In the interests of clarity, charging processes of an EV with MC and V2G are shown and compared with the BL in Figure 3.
In Figure 3, three different EV charging strategies are observable for the same charging process. The upper graphic shows the available capacity (blue painted area), the upper (green) and lower (red) capacity bounds as already shown in Figure 1. The lower graphic in Figure 3 shows a synthetic time-series of DA spot market prices. Furthermore, the state of charge of an EV applying three different charging strategies are shown: BL in orange, MC in blue and V2G in black. As illustrated in Figure 3, when the BL strategy is applied, the EV is charged as soon as it is connected to the charging infrastructure without taking into account the DA spot market prices (purple). When the MC strategy is applied, the EV is charged when the electricity prices at the DA spot market are low in order to minimize the overall costs, despite the standby losses. The V2G strategy enables the reinjection of electricity into the power grid. As shown in Figure 3, in fact, the electricity is bought at times when prices at the DA spot market are low and then resold when the prices are high in order to minimize the overall costs. Furthermore, charging processes of an EV with coordinated MC and coordinated V2G are shown and compared with the BL in Figure 4.
Figure 4 shows the state of charge of the EVs and the SBSs during a charging process by coordinated MC and coordinated V2G. As in Figure 3, the upper graphic shows the available capacity (blue painted area), the upper (green) and lower (red) capacity bounds.
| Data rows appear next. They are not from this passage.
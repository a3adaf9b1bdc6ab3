//! Typed record filters
//!
//! A filter is a conjunction of column predicates over one local model. The
//! SQLite store renders it to a `WHERE` clause; the in-memory store evaluates
//! it row by row. Both must agree, including on NULL handling: `Eq(col, Null)`
//! means "column is NULL".

use crate::model::{LocalModel, Row, Value};
use std::marker::PhantomData;

#[derive(Debug, Clone, PartialEq)]
pub enum Predicate {
    Eq {
        column: &'static str,
        value: Value,
    },
    /// Column value not in the list; an empty list matches every row
    NotIn {
        column: &'static str,
        values: Vec<Value>,
    },
}

impl Predicate {
    pub fn column(&self) -> &'static str {
        match self {
            Predicate::Eq { column, .. } | Predicate::NotIn { column, .. } => column,
        }
    }
}

/// Filter selecting records of `L`
#[derive(Debug, Clone)]
pub struct Filter<L> {
    predicates: Vec<Predicate>,
    _model: PhantomData<fn() -> L>,
}

impl<L: LocalModel> Filter<L> {
    /// Matches every record
    pub fn all() -> Self {
        Self {
            predicates: Vec::new(),
            _model: PhantomData,
        }
    }

    pub fn eq(mut self, column: &'static str, value: impl Into<Value>) -> Self {
        debug_assert!(
            L::column_index(column).is_some(),
            "{} has no column {}",
            L::KIND,
            column
        );
        self.predicates.push(Predicate::Eq {
            column,
            value: value.into(),
        });
        self
    }

    pub fn not_in<V, I>(mut self, column: &'static str, values: I) -> Self
    where
        V: Into<Value>,
        I: IntoIterator<Item = V>,
    {
        debug_assert!(
            L::column_index(column).is_some(),
            "{} has no column {}",
            L::KIND,
            column
        );
        self.predicates.push(Predicate::NotIn {
            column,
            values: values.into_iter().map(Into::into).collect(),
        });
        self
    }

    pub fn predicates(&self) -> &[Predicate] {
        &self.predicates
    }

    pub fn matches_row(&self, row: &Row) -> bool {
        self.predicates.iter().all(|predicate| {
            let Some(current) = L::column_index(predicate.column()).and_then(|i| row.get(i)) else {
                return false;
            };
            match predicate {
                Predicate::Eq { value, .. } => current == value,
                Predicate::NotIn { values, .. } => !values.contains(current),
            }
        })
    }

    pub fn matches(&self, record: &L) -> bool {
        self.matches_row(&record.to_row())
    }
}

#[cfg(test)]
mod tests {
    use super::*;
    use crate::model::LocalVenue;
    use uuid::Uuid;

    fn venue(code: &str, city: Option<&str>) -> LocalVenue {
        LocalVenue {
            guid: Uuid::new_v4(),
            code: code.to_string(),
            name: "Hall".to_string(),
            address: None,
            city: city.map(str::to_string),
            latitude: None,
            longitude: None,
            website: None,
        }
    }

    #[test]
    fn test_empty_filter_matches_everything() {
        assert!(Filter::<LocalVenue>::all().matches(&venue("V1", None)));
    }

    #[test]
    fn test_eq_is_conjunctive() {
        let filter = Filter::<LocalVenue>::all()
            .eq(LocalVenue::CODE, "V1")
            .eq("city", "Leith");

        assert!(filter.matches(&venue("V1", Some("Leith"))));
        assert!(!filter.matches(&venue("V1", Some("Perth"))));
        assert!(!filter.matches(&venue("V2", Some("Leith"))));
    }

    #[test]
    fn test_eq_null_matches_missing_value() {
        let filter = Filter::<LocalVenue>::all().eq("city", None::<String>);
        assert!(filter.matches(&venue("V1", None)));
        assert!(!filter.matches(&venue("V1", Some("Leith"))));
    }

    #[test]
    fn test_not_in() {
        let filter = Filter::<LocalVenue>::all().not_in(LocalVenue::CODE, ["V1", "V2"]);
        assert!(!filter.matches(&venue("V1", None)));
        assert!(filter.matches(&venue("V3", None)));

        let empty = Filter::<LocalVenue>::all().not_in(LocalVenue::CODE, Vec::<String>::new());
        assert!(empty.matches(&venue("V1", None)));
    }
}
Moreover, the state of charge of the EV and the SBS by CMC (blue) and CV2G (black) are illustrated. In these cases, electricity is bought before the charging process begins at a low price. The electricity bought at a low price at the DA spot market can be stored in the SBS and further sold at a high price or used to recharge the EV. The coordination between EVs and SBSs allows the system to use more price signals in order to further reduce the overall costs.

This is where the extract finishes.